//! Judge configuration from TOML (`[judge]` section)

use super::super::issue::ConfigIssue;
use arena_domain::scoring::{DEFAULT_PENALTY_FACTOR, DEFAULT_SIMILARITY_THRESHOLD};
use arena_domain::{DiversityPolicy, Model, WeightVector};
use serde::{Deserialize, Serialize};

/// Raw judge configuration from TOML
///
/// # Example
///
/// ```toml
/// [judge]
/// model = "gpt-4.1"
/// diversity_threshold = 0.72
/// penalty_factor = 0.8
/// panel_count = 3
/// weights = "0.4,0.3,0.15,0.15"   # accuracy,completeness,clarity,insight
/// ```
#[derive(Debug, Clone, PartialEq, Serialize, Deserialize)]
#[serde(default)]
pub struct FileJudgeConfig {
    pub model: Option<String>,
    /// Similarity at or above which the diversity penalty applies
    pub diversity_threshold: f64,
    /// Multiplier applied to a penalized total
    pub penalty_factor: f64,
    /// Independent panels in consensus mode
    pub panel_count: usize,
    /// Overrides every category's default weights
    pub weights: Option<String>,
}

impl Default for FileJudgeConfig {
    fn default() -> Self {
        Self {
            model: None,
            diversity_threshold: DEFAULT_SIMILARITY_THRESHOLD,
            penalty_factor: DEFAULT_PENALTY_FACTOR,
            panel_count: 3,
            weights: None,
        }
    }
}

impl FileJudgeConfig {
    pub fn parse_model(&self) -> (Model, Vec<ConfigIssue>) {
        match self.model.as_deref().map(str::trim) {
            None => (Model::default_judge(), vec![]),
            Some("") => (Model::default_judge(), vec![ConfigIssue::empty("judge.model")]),
            Some(name) => (Model::from(name), vec![]),
        }
    }

    pub fn parse_weights(&self) -> (Option<WeightVector>, Vec<ConfigIssue>) {
        let Some(text) = &self.weights else {
            return (None, vec![]);
        };
        match text.parse::<WeightVector>() {
            Ok(weights) => (Some(weights), vec![]),
            Err(e) => (None, vec![ConfigIssue::invalid_value("judge.weights", text, e)]),
        }
    }

    pub fn diversity(&self) -> DiversityPolicy {
        DiversityPolicy {
            threshold: self.diversity_threshold,
            factor: self.penalty_factor,
        }
    }

    pub fn validate_ranges(&self) -> Vec<ConfigIssue> {
        let mut issues = Vec::new();
        if !(0.0..=1.0).contains(&self.diversity_threshold) {
            issues.push(ConfigIssue::out_of_range(
                "judge.diversity_threshold",
                self.diversity_threshold,
                "[0, 1]",
            ));
        }
        if !(0.0..=1.0).contains(&self.penalty_factor) {
            issues.push(ConfigIssue::out_of_range(
                "judge.penalty_factor",
                self.penalty_factor,
                "[0, 1]",
            ));
        }
        if self.panel_count == 0 {
            issues.push(ConfigIssue::out_of_range(
                "judge.panel_count",
                self.panel_count,
                "[1, ∞)",
            ));
        }
        issues
    }
}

## [Directions for this task]
Could you copy every line from the records that mentions the word "FileJudgeConfig"?

## [Task result]
pub struct FileJudgeConfig {
impl Default for FileJudgeConfig {
impl FileJudgeConfig {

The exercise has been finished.